风疹是由风疹病毒引起的一种急性呼吸道传染病。主要通过呼吸道和直接接触传播。其临床特征为上呼吸道轻度炎症、发热、全身红色斑丘疹、耳后、枕后及颈部淋巴结肿大,病情较轻,预后良好。孕妇在怀孕早期感染风疹,易导致胎儿发生先天性风疹综合症。风疹病毒为RNA病毒,属于披盖病毒属。风疹病毒抗原结构稳定,只有一种抗原型,只感染人类。
单纯疱疹病毒(herpes simplex virus,HSV)是属于疱疹病毒科a病毒亚科的线性双链DNA病毒。HSV能引起人类多种疾病,如龈口炎(gingivostomatitis)、角膜结膜炎(keratoconjunctivitis)、脑炎(encephalitis)以及生殖系统感染和新生儿的感染。在感染宿主后,常在神经细胞中建立潜伏感染,激活后又会出现无症状的排毒,在人群中维持传播链,周而复始地循环。根据抗原性的差别目前把该病毒分为1型和2型。1型主要由口唇病灶获得,2型可从生殖器病灶分离到。人群被病毒感染发生后四个月到数年被感染的人数可达人口总数的50-90%,是最易侵犯人的一种病毒,但在临床仅有一部份发病。此病可分为口唇性疱疹、疱疹性角膜炎、疱疹性皮肤炎、阴部疱疹和卡波西病等。
在弓形虫、风疹病毒和单纯疱疹感染的实验室诊断中,PCR技术是目前实验诊断这三种病毒感染的金标准,但一般实验室很难做到严格的质量控制,因而其临床推广受到一定的限制。ELISA是目前最常用的方法,但是实验的假阳性率高。
生物芯片是20世纪90年代发展起来的一种新的技术平台,具有集成化、高通量、高密度的优势。

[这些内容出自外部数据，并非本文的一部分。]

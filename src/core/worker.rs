//! # Step worker: next generation of one band.
//!
//! [`step_band`] is the whole of a worker's computation. It reads the prior
//! generation (including the halo rows just outside the band, through the
//! grid's toroidal lookup) and produces an owned buffer for the band's rows.
//!
//! ## Rules
//! - Pure: reads only the shared prior generation, never writes it.
//! - Stateless: nothing survives between calls.
//! - The result carries its [`Band`], so results can be placed in any arrival order.

use super::grid::{ALIVE, Cell, DEAD, Grid};
use super::region::Band;

/// Output of one worker for one turn.
#[derive(Debug, Clone, PartialEq, Eq)]
pub struct BandResult {
    /// Rows this result covers.
    pub band: Band,
    /// Turn being computed (the turn number after commit).
    pub turn: u32,
    /// Next-generation bytes for rows `[band.start, band.end)`, row-major.
    pub cells: Vec<u8>,
    /// Cells whose state differs from the prior generation, row-major.
    pub flips: Vec<Cell>,
}

impl BandResult {
    /// Net change in alive cells caused by the flips of this band.
    pub fn alive_delta(&self, prior: &Grid) -> isize {
        self.flips
            .iter()
            .map(|c| if prior.alive(c.x as isize, c.y as isize) { -1 } else { 1 })
            .sum()
    }
}

/// Computes the next generation of `band` from `grid`.
pub fn step_band(grid: &Grid, band: Band, turn: u32) -> BandResult {
    let width = grid.width();
    let mut cells = Vec::with_capacity(band.len() * width);
    let mut flips = Vec::new();

    for y in band.start..band.end {
        for x in 0..width {
            let next = grid.next_state(x, y);
            if next != grid.alive(x as isize, y as isize) {
                flips.push(Cell::new(x, y));
            }
            cells.push(if next { ALIVE } else { DEAD });
        }
    }

    BandResult {
        band,
        turn,
        cells,
        flips,
    }
}

#[cfg(test)]
mod tests {
    use super::*;
    use crate::core::region::partition;

    #[test]
    fn test_empty_band_is_noop() {
        let grid = Grid::from_cells(4, 2, &[Cell::new(0, 0)]);
        let band = Band { index: 3, start: 2, end: 2 };
        let res = step_band(&grid, band, 1);
        assert!(res.cells.is_empty());
        assert!(res.flips.is_empty());
        assert_eq!(res.band, band);
    }

    #[test]
    fn test_band_reads_halo_from_neighbour_band() {
        // Blinker straddling the boundary between bands [0,3) and [3,6).
        let grid = Grid::from_cells(6, 6, &[Cell::new(2, 2), Cell::new(2, 3), Cell::new(2, 4)]);
        let bands = partition(6, 2);

        let top = step_band(&grid, bands[0], 1);
        let bottom = step_band(&grid, bands[1], 1);

        assert_eq!(top.flips, vec![Cell::new(2, 2)]);
        assert_eq!(
            bottom.flips,
            vec![Cell::new(1, 3), Cell::new(3, 3), Cell::new(2, 4)]
        );
        assert_eq!(top.alive_delta(&grid) + bottom.alive_delta(&grid), 0);
    }

    #[test]
    fn test_cells_match_next_state() {
        let grid = Grid::from_cells(5, 5, &[Cell::new(1, 1), Cell::new(2, 1), Cell::new(1, 2)]);
        let band = Band { index: 0, start: 1, end: 3 };
        let res = step_band(&grid, band, 4);
        assert_eq!(res.turn, 4);
        for (i, byte) in res.cells.iter().enumerate() {
            let (x, y) = (i % 5, band.start + i / 5);
            assert_eq!(*byte == ALIVE, grid.next_state(x, y), "cell ({x}, {y})");
        }
    }
}
//! Image I/O collaborator.
//!
//! The engine never touches files itself. It talks to an [`IoActor`] through an
//! [`IoHandle`] (input, output, idle check), and the actor persists through an
//! [`ImageStore`].
//!
//! ## Contents
//! - [`IoActor`], [`IoHandle`] the channel protocol
//! - [`ImageStore`] persistence seam, with [`PgmStore`] and [`MemoryStore`]

mod actor;
mod store;

pub use actor::{IoActor, IoHandle};
pub use store::{ImageStore, MemoryStore, PgmStore, parse_pgm};
//! # Row-band partitioning.
//!
//! Splits the grid height into one contiguous [`Band`] per worker.
//!
//! ```text
//! height = 10, workers = 4
//!
//!   rows 0..3  ─► band 0   (extra row)
//!   rows 3..6  ─► band 1   (extra row)
//!   rows 6..8  ─► band 2
//!   rows 8..10 ─► band 3
//! ```
//!
//! ## Rules
//! - Exactly `workers` bands (clamped to at least 1), ordered by index.
//! - Bands are disjoint and their union is `[0, height)`.
//! - Sizes differ by at most one row; the first `height % workers` bands get the extra row.
//! - With more workers than rows the trailing bands are empty.

/// Contiguous half-open row range `[start, end)` assigned to one worker.
#[derive(Debug, Clone, Copy, PartialEq, Eq)]
pub struct Band {
    /// Position of this band in the partition (also the worker it runs on).
    pub index: usize,
    pub start: usize,
    pub end: usize,
}

impl Band {
    /// Number of rows owned by the band.
    #[inline]
    pub fn len(&self) -> usize {
        self.end - self.start
    }

    #[inline]
    pub fn is_empty(&self) -> bool {
        self.start == self.end
    }

    /// Row read above the band, wrapped onto the torus. `None` for an empty band.
    pub fn halo_above(&self, height: usize) -> Option<usize> {
        (!self.is_empty()).then(|| (self.start + height - 1) % height)
    }

    /// Row read below the band, wrapped onto the torus. `None` for an empty band.
    pub fn halo_below(&self, height: usize) -> Option<usize> {
        (!self.is_empty()).then(|| self.end % height)
    }
}

/// Splits `height` rows into `workers` balanced bands.
pub fn partition(height: usize, workers: usize) -> Vec<Band> {
    let workers = workers.max(1);
    let base = height / workers;
    let extra = height % workers;

    let mut bands = Vec::with_capacity(workers);
    let mut start = 0;
    for index in 0..workers {
        let len = base + usize::from(index < extra);
        bands.push(Band {
            index,
            start,
            end: start + len,
        });
        start += len;
    }
    bands
}
//! # Image stores: where the I/O collaborator reads and writes images.
//!
//! [`ImageStore`] is the seam between the engine's I/O protocol and actual
//! persistence. Two stores are provided:
//! - [`PgmStore`]: binary PGM (`P5`) files in an input and an output directory;
//! - [`MemoryStore`]: an in-memory map, for embedding and tests.
//!
//! Names never include an extension; `PgmStore` appends `.pgm`.

use std::collections::HashMap;
use std::io;
use std::path::PathBuf;
use std::sync::Arc;

use async_trait::async_trait;
use tokio::sync::RwLock;

/// Persistence backend of the I/O collaborator.
///
/// ### Implementation requirements
/// - `load` returns exactly `width * height` row-major bytes or an error.
/// - `save` persists `bytes` (row-major, `width * height` long) under `name`.
/// - Use async I/O; avoid blocking the executor.
#[async_trait]
pub trait ImageStore: Send + Sync + 'static {
    /// Reads the image called `name`.
    async fn load(&self, name: &str, width: usize, height: usize) -> io::Result<Vec<u8>>;

    /// Writes the image called `name`.
    async fn save(&self, name: &str, width: usize, height: usize, bytes: &[u8]) -> io::Result<()>;
}

/// Binary PGM files: reads `<input>/<name>.pgm`, writes `<output>/<name>.pgm`.
#[derive(Debug, Clone)]
pub struct PgmStore {
    input: PathBuf,
    output: PathBuf,
}

impl PgmStore {
    pub fn new(input: impl Into<PathBuf>, output: impl Into<PathBuf>) -> Self {
        Self {
            input: input.into(),
            output: output.into(),
        }
    }
}

#[async_trait]
impl ImageStore for PgmStore {
    async fn load(&self, name: &str, width: usize, height: usize) -> io::Result<Vec<u8>> {
        let path = self.input.join(format!("{name}.pgm"));
        let raw = tokio::fs::read(&path).await?;
        let (w, h, pixels) = parse_pgm(&raw)?;
        if (w, h) != (width, height) {
            return Err(io::Error::new(
                io::ErrorKind::InvalidData,
                format!("{}: is {w}x{h}, expected {width}x{height}", path.display()),
            ));
        }
        Ok(pixels.to_vec())
    }

    async fn save(&self, name: &str, width: usize, height: usize, bytes: &[u8]) -> io::Result<()> {
        tokio::fs::create_dir_all(&self.output).await?;
        let mut out = format!("P5\n{width} {height}\n255\n").into_bytes();
        out.extend_from_slice(bytes);
        tokio::fs::write(self.output.join(format!("{name}.pgm")), out).await
    }
}

/// Parses a binary PGM with maxval 255: returns `(width, height, pixels)`.
///
/// Header tokens may be separated by any whitespace and `#` comments.
pub fn parse_pgm(raw: &[u8]) -> io::Result<(usize, usize, &[u8])> {
    let invalid = |msg: &str| io::Error::new(io::ErrorKind::InvalidData, format!("pgm: {msg}"));

    let mut pos = 0;
    let mut tokens = Vec::with_capacity(4);
    while tokens.len() < 4 {
        while pos < raw.len() && (raw[pos].is_ascii_whitespace() || raw[pos] == b'#') {
            if raw[pos] == b'#' {
                while pos < raw.len() && raw[pos] != b'\n' {
                    pos += 1;
                }
            } else {
                pos += 1;
            }
        }
        let start = pos;
        while pos < raw.len() && !raw[pos].is_ascii_whitespace() {
            pos += 1;
        }
        if start == pos {
            return Err(invalid("truncated header"));
        }
        tokens.push(std::str::from_utf8(&raw[start..pos]).map_err(|_| invalid("non-ascii header"))?);
    }
    // exactly one whitespace byte separates the header from the raster
    pos += 1;

    if tokens[0] != "P5" {
        return Err(invalid("only binary P5 is supported"));
    }
    let num = |t: &str| t.parse::<usize>().map_err(|_| invalid("bad number in header"));
    let (width, height, maxval) = (num(tokens[1])?, num(tokens[2])?, num(tokens[3])?);
    if maxval != 255 {
        return Err(invalid("maxval must be 255"));
    }

    let end = pos + width * height;
    if raw.len() < end {
        return Err(io::Error::new(
            io::ErrorKind::UnexpectedEof,
            format!("pgm: raster has {} of {} bytes", raw.len().saturating_sub(pos), width * height),
        ));
    }
    Ok((width, height, &raw[pos..end]))
}

/// In-memory image store.
///
/// Cloning shares the same map.
#[derive(Clone, Default)]
pub struct MemoryStore {
    images: Arc<RwLock<HashMap<String, Vec<u8>>>>,
}

impl MemoryStore {
    pub fn new() -> Self {
        Self::default()
    }

    /// Stores `bytes` under `name`.
    pub async fn insert(&self, name: impl Into<String>, bytes: Vec<u8>) {
        self.images.write().await.insert(name.into(), bytes);
    }

    /// Returns a copy of the image called `name`.
    pub async fn get(&self, name: &str) -> Option<Vec<u8>> {
        self.images.read().await.get(name).cloned()
    }

    /// Returns the stored names, sorted.
    pub async fn names(&self) -> Vec<String> {
        let mut names: Vec<String> = self.images.read().await.keys().cloned().collect();
        names.sort_unstable();
        names
    }
}

#[async_trait]
impl ImageStore for MemoryStore {
    async fn load(&self, name: &str, _width: usize, _height: usize) -> io::Result<Vec<u8>> {
        self.get(name)
            .await
            .ok_or_else(|| io::Error::new(io::ErrorKind::NotFound, format!("no image {name:?}")))
    }

    async fn save(&self, name: &str, _width: usize, _height: usize, bytes: &[u8]) -> io::Result<()> {
        self.insert(name, bytes.to_vec()).await;
        Ok(())
    }
}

根据固相载体上固定的生物分子的不同,可以将生物芯片划分为DAN芯片、蛋白质芯片等。随着研究的进一步深入,蛋白质芯片已广泛应用于许多研究领域。蛋白质芯片运用于医学检验,则是结合了微阵列的高通量、集成化和免疫检测的灵敏、特异的特点可以方便、快速,并且准确地大批量、平行检测多样本、多项目。

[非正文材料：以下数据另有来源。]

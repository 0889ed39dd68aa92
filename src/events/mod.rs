//! Run events: types and the observer bus.
//!
//! This module groups the event **data model** and the **bus** the engine uses
//! to stream events to an external observer.
//!
//! ## Contents
//! - [`EventKind`], [`Event`] event classification and payload metadata
//! - [`RunState`] the states reported by `StateChange`
//! - [`Bus`] thin wrapper over `tokio::sync::mpsc`
//!
//! ## Quick reference
//! - **Publishers**: the engine (load, snapshots, final report, state changes),
//!   the turn coordinator (`CellFlipped`, `TurnComplete`) and the reporter
//!   (`AliveCellsCount`).
//! - **Consumer**: whoever owns the receiver; usually a
//!   [`SubscriberSet`](crate::SubscriberSet) fanning out to subscribers.

mod bus;
mod event;

pub use bus::Bus;
pub use event::{Event, EventKind, RunState};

目前传统的蛋白质芯片技术在检测上以荧光标记方法为主。但是,蛋白质分子标记常常可能导致以下几方面的问题。首先,蛋白质分子的化学不均一性,使得标记方法很难用于定量分析。因为化学不均一性使得一些蛋白质分子的标记效果优于另外一些蛋白质分子,即导致标记的不均一性,在缺少精确矫正的情况下,蛋白质芯片上荧光绝对强度是没有统计学意义的。其次,实验需要严格控制标记条件,并且为每一种蛋白质分子建立矫正曲线。最后,标记蛋白质分子可能影响其生物活性。目前所使用的蛋白质检测技术,如酶联免疫反应、放射性核素及蛋白芯片技术等都需要分子标记,而表面增强激光解吸/离子化飞行时间质谱(SELDI—TOF-MS)技术和光学蛋白质芯片技术不需要分子标记,可以直接分析待测样品,但是SELDI技术设备非常昂贵,阻碍了它的应用。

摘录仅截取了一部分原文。